*** Opening Material for this task ***

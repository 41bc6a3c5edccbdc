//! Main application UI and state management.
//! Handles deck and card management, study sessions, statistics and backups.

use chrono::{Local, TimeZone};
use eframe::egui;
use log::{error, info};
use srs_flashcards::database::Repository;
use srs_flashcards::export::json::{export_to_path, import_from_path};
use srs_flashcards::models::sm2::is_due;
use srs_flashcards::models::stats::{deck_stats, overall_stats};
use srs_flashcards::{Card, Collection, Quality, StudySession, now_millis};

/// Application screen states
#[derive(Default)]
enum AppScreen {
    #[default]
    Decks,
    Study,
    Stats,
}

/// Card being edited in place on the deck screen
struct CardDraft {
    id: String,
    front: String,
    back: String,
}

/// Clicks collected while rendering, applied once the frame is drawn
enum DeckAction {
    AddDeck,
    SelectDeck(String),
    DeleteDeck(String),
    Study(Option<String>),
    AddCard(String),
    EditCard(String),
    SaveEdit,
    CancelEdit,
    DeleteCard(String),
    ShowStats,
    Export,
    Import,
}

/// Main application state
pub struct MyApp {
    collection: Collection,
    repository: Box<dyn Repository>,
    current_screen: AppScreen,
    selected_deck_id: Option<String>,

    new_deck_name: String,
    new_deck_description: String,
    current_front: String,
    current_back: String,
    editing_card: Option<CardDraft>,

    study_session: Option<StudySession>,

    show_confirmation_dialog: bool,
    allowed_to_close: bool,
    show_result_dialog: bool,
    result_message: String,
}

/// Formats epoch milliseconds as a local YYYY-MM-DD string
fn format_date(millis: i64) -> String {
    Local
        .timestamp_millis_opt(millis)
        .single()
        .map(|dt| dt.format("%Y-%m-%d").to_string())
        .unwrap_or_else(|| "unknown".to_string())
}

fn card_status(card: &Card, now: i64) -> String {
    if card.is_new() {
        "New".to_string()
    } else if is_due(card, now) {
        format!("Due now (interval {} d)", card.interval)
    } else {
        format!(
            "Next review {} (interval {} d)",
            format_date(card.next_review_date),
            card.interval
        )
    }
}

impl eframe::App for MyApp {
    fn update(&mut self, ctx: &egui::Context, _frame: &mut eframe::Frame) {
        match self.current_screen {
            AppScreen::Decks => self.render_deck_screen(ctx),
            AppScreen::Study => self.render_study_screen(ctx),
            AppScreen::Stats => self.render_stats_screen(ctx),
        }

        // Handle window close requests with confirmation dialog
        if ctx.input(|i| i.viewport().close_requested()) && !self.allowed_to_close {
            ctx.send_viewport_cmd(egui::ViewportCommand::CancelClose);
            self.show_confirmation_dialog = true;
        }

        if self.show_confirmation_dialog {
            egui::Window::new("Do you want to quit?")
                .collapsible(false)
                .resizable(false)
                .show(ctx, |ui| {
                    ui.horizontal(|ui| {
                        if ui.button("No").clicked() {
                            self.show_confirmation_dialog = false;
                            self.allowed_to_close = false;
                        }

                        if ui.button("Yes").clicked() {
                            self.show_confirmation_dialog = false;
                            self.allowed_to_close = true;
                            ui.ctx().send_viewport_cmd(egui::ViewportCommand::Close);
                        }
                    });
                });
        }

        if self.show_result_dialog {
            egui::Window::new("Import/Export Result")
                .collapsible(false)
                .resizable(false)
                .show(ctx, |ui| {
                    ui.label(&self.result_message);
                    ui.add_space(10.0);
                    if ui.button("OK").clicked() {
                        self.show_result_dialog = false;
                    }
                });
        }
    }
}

*** Closing Material for this task ***

Task requirements :: The answer should reproduce all of the data without any alteration.

Expected answer ::
repository 41bc6a3c5edccbdc
//! Main application UI and state management.
//! Handles deck and card management, study sessions, statistics and backups.

use chrono::{Local, TimeZone};
use eframe::egui;
use log::{error, info};
use srs_flashcards::database::Repository;
use srs_flashcards::export::json::{export_to_path, import_from_path};
use srs_flashcards::models::sm2::is_due;
use srs_flashcards::models::stats::{deck_stats, overall_stats};
use srs_flashcards::{Card, Collection, Quality, StudySession, now_millis};

/// Application screen states
#[derive(Default)]
enum AppScreen {
    #[default]
    Decks,
    Study,
    Stats,
}

/// Card being edited in place on the deck screen
struct CardDraft {
    id: String,
    front: String,
    back: String,
}

/// Clicks collected while rendering, applied once the frame is drawn
enum DeckAction {
    AddDeck,
    SelectDeck(String),
    DeleteDeck(String),
    Study(Option<String>),
    AddCard(String),
    EditCard(String),
    SaveEdit,
    CancelEdit,
    DeleteCard(String),
    ShowStats,
    Export,
    Import,
}

/// Main application state
pub struct MyApp {
    collection: Collection,
    repository: Box<dyn Repository>,
    current_screen: AppScreen,
    selected_deck_id: Option<String>,

    new_deck_name: String,
    new_deck_description: String,
    current_front: String,
    current_back: String,
    editing_card: Option<CardDraft>,

    study_session: Option<StudySession>,

    show_confirmation_dialog: bool,
    allowed_to_close: bool,
    show_result_dialog: bool,
    result_message: String,
}

/// Formats epoch milliseconds as a local YYYY-MM-DD string
fn format_date(millis: i64) -> String {
    Local
        .timestamp_millis_opt(millis)
        .single()
        .map(|dt| dt.format("%Y-%m-%d").to_string())
        .unwrap_or_else(|| "unknown".to_string())
}

fn card_status(card: &Card, now: i64) -> String {
    if card.is_new() {
        "New".to_string()
    } else if is_due(card, now) {
        format!("Due now (interval {} d)", card.interval)
    } else {
        format!(
            "Next review {} (interval {} d)",
            format_date(card.next_review_date),
            card.interval
        )
    }
}

impl eframe::App for MyApp {
    fn update(&mut self, ctx: &egui::Context, _frame: &mut eframe::Frame) {
        match self.current_screen {
            AppScreen::Decks => self.render_deck_screen(ctx),
            AppScreen::Study => self.render_study_screen(ctx),
            AppScreen::Stats => self.render_stats_screen(ctx),
        }

        // Handle window close requests with confirmation dialog
        if ctx.input(|i| i.viewport().close_requested()) && !self.allowed_to_close {
            ctx.send_viewport_cmd(egui::ViewportCommand::CancelClose);
            self.show_confirmation_dialog = true;
        }

        if self.show_confirmation_dialog {
            egui::Window::new("Do you want to quit?")
                .collapsible(false)
                .resizable(false)
                .show(ctx, |ui| {
                    ui.horizontal(|ui| {
                        if ui.button("No").clicked() {
                            self.show_confirmation_dialog = false;
                            self.allowed_to_close = false;
                        }

                        if ui.button("Yes").clicked() {
                            self.show_confirmation_dialog = false;
                            self.allowed_to_close = true;
                            ui.ctx().send_viewport_cmd(egui::ViewportCommand::Close);
                        }
                    });
                });
        }

        if self.show_result_dialog {
            egui::Window::new("Import/Export Result")
                .collapsible(false)
                .resizable(false)
                .show(ctx, |ui| {
                    ui.label(&self.result_message);
                    ui.add_space(10.0);
                    if ui.button("OK").clicked() {
                        self.show_result_dialog = false;
                    }
                });
        }
    }
}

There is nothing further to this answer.